Let that sink in. (1) It is a fact. (2) Maddow really said what I attributed to her. On the always O-friendly, forward-leaning MSNBC, no less.

If I'm going to give out an Eleven-Dimensional Chess award, it goes to Maddow. This one is up there with her non-outing outing of Rick Perry.

She cleverly works this information into a segment about the nature of today's Republican party.

▪ She starts with four-minute intro about how these Republicans aren't even in sync with their 2008 incarnation.

▪ Then she talks about the Zelikow memo (a high-level Bush-administration opinion that raised objections to white-washing torture as legal), and how the recent release of that memo places responsibility for prosecuting Bush-torture on the U.S. government (the current executive branch, whoever is running it).

▪ She closes with a question, again about Republicans — now that Obama is vulnerable to the same charge as Bush (not prosecuting torturers), are Republicans too far gone to pass up this golden attack opportunity?

See how clever? I've trimmed off the introduction in order to highlight what she clearly says about Obama and his administration. Watch; I'll add a few comments afterward.
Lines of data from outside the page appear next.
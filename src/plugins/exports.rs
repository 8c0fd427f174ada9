//! Export extraction (analyze phase)
//!
//! Produces one export record per exported binding: declarations exported
//! in place, default exports, named export clauses (with and without a
//! source), and aggregate re-exports.

use anyhow::Result;

use crate::analysis::plugin::{AnalyzeArgs, Plugin};
use crate::ast;
use crate::plugins::is_top_level;
use crate::schema::{Export, ExportKind, Reference};
use crate::utils::paths;

pub struct ExportsPlugin;

impl Plugin for ExportsPlugin {
    fn name(&self) -> &str {
        "CORE - EXPORTS"
    }

    fn analyze(&mut self, args: &mut AnalyzeArgs<'_, '_>) -> Result<()> {
        if args.node.kind() != "export_statement" || !is_top_level(args.node) {
            return Ok(());
        }
        let node = args.node;
        let source = args.source;
        let current_path = args.context.current_module_path().to_string();

        let export_source = node
            .child_by_field_name("source")
            .and_then(|s| ast::string_literal_value(s, source));

        // `export * from './x'`, an aggregate re-export.
        if ast::has_child_of_kind(node, "*") {
            if let Some(specifier) = export_source {
                args.module.exports.push(Export {
                    kind: ExportKind::Js,
                    name: "*".to_string(),
                    declaration: reference_through("*", &specifier, &current_path),
                });
            }
            return Ok(());
        }

        if let Some(declaration) = node.child_by_field_name("declaration") {
            let is_default = ast::has_child_of_kind(node, "default");
            for declared in declared_names(declaration, source) {
                args.module.exports.push(Export {
                    kind: ExportKind::Js,
                    name: if is_default {
                        "default".to_string()
                    } else {
                        declared.clone()
                    },
                    declaration: Reference::local(declared, current_path.clone()),
                });
            }
            return Ok(());
        }

        // `export default someIdentifier;`
        if ast::has_child_of_kind(node, "default") {
            let value = node
                .child_by_field_name("value")
                .or_else(|| ast::find_child_by_kind(node, "identifier"));
            if let Some(value) = value {
                if value.kind() == "identifier" {
                    args.module.exports.push(Export {
                        kind: ExportKind::Js,
                        name: "default".to_string(),
                        declaration: args.context.resolve(ast::node_text(value, source)),
                    });
                }
            }
            return Ok(());
        }

        // `export { a, b as c }` with or without a source.
        if let Some(clause) = ast::find_child_by_kind(node, "export_clause") {
            for specifier in ast::find_children_by_kind(clause, "export_specifier") {
                let Some(original) = specifier
                    .child_by_field_name("name")
                    .map(|n| ast::node_text(n, source).to_string())
                else {
                    continue;
                };
                let exported_as = specifier
                    .child_by_field_name("alias")
                    .map(|n| ast::node_text(n, source).to_string())
                    .unwrap_or_else(|| original.clone());

                let declaration = match &export_source {
                    Some(specifier_path) => {
                        reference_through(&original, specifier_path, &current_path)
                    }
                    None => args.context.resolve(&original),
                };
                args.module.exports.push(Export {
                    kind: ExportKind::Js,
                    name: exported_as,
                    declaration,
                });
            }
        }
        Ok(())
    }
}

/// Reference a name through an explicit re-export source specifier.
fn reference_through(name: &str, specifier: &str, current_path: &str) -> Reference {
    if paths::is_bare_specifier(specifier) {
        Reference::package(name, specifier)
    } else {
        Reference::local(name, paths::resolve_relative(current_path, specifier))
    }
}

/// Names declared by an exported declaration node.
fn declared_names(declaration: tree_sitter::Node, source: &str) -> Vec<String> {
    match declaration.kind() {
        "class_declaration" | "function_declaration" | "abstract_class_declaration" => {
            ast::field_text(declaration, "name", source)
                .into_iter()
                .collect()
        }
        "lexical_declaration" | "variable_declaration" => {
            ast::find_children_by_kind(declaration, "variable_declarator")
                .into_iter()
                .filter_map(|declarator| {
                    declarator
                        .child_by_field_name("name")
                        .filter(|name| name.kind() == "identifier")
                        .map(|name| ast::node_text(name, source).to_string())
                })
                .collect()
        }
        _ => Vec::new(),
    }
}

#[cfg(test)]
mod tests {
    use super::*;
    use crate::analysis::context::AnalyzerContext;
    use crate::language::parse_module;
    use crate::schema::Module;

    fn analyze(source: &str) -> Module {
        let tree = parse_module("src/el.js", source).unwrap();
        let mut context = AnalyzerContext::new(false, Vec::new());
        context.begin_collect("src/el.js");
        context.finish_collect();
        context.begin_analyze("src/el.js");
        let mut module = Module::new("src/el.js");
        let mut plugin = ExportsPlugin;
        ast::walk_tree(tree.root_node(), &mut |node| {
            let mut args = AnalyzeArgs {
                node,
                source,
                module: &mut module,
                context: &mut context,
            };
            plugin.analyze(&mut args).unwrap();
        });
        module
    }

    #[test]
    fn exported_declarations() {
        let module = analyze("export class MyEl {}\nexport const a = 1, b = 2;");
        let names: Vec<&str> = module.exports.iter().map(|e| e.name.as_str()).collect();
        assert_eq!(names, vec!["MyEl", "a", "b"]);
        assert_eq!(
            module.exports[0].declaration,
            Reference::local("MyEl", "src/el.js")
        );
    }

    #[test]
    fn default_export_of_declaration() {
        let module = analyze("export default class MyEl {}");
        assert_eq!(module.exports[0].name, "default");
        assert_eq!(module.exports[0].declaration.name, "MyEl");
    }

    #[test]
    fn named_clause_with_alias() {
        let module = analyze("class A {}\nexport { A as Renamed };");
        assert_eq!(module.exports[0].name, "Renamed");
        assert_eq!(module.exports[0].declaration.name, "A");
        assert_eq!(
            module.exports[0].declaration.module.as_deref(),
            Some("src/el.js")
        );
    }

    #[test]
    fn reexport_through_relative_source() {
        let module = analyze("export { Base } from './base.js';");
        assert_eq!(
            module.exports[0].declaration,
            Reference::local("Base", "src/base.js")
        );
    }

    #[test]
    fn aggregate_reexport() {
        let module = analyze("export * from 'lit';");
        assert_eq!(module.exports[0].name, "*");
        assert_eq!(
            module.exports[0].declaration,
            Reference::package("*", "lit")
        );
    }
}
So the Bush administration tried to destroy all copies of Zelikow's memo to "disappear" evidence they were told internally that torture was illegal (2:32 in my clip).

The Obama part of the discussion starts at 3:32. The "war crime" comment comes at 3:50, followed by Obama being "obligated to prosecute." Notice, though — she cleverly says "we" are obligated ... meaning the government ... meaning the sitting president ... meaning Obama (but not by name, exactly). See how that works?

This is not disappearing the facts; this is telling the truth while keeping your high profile job. Maddow is a very clever woman, an Alekhine come to judgement.

For more, go to the Political Carnival post where I saw this clip. They have further information and a great many torture links, including and especially the continuing abuse of Gitmo prisoner Fayiz al-Kandari, an educated charity worker sold by Afghan bounty hunters to the Americans — who paid them. Fayiz is a prisoner to this day, under very harsh conditions.

Why didn't Obama pursue Bush-era torture prosecutions? Perhaps this is the reason (h/t my Twitter friend Les Zuazo). Makes one pause, does it not?

This stuff really does have to stop. Someone really will end up in The Hague. Even Obama could find himself on a No-Fly-Abroad list.

If you wish to follow on Twitter and send links, I'm more than happy to have them. Just click here: @Gaius_Publius. Thanks.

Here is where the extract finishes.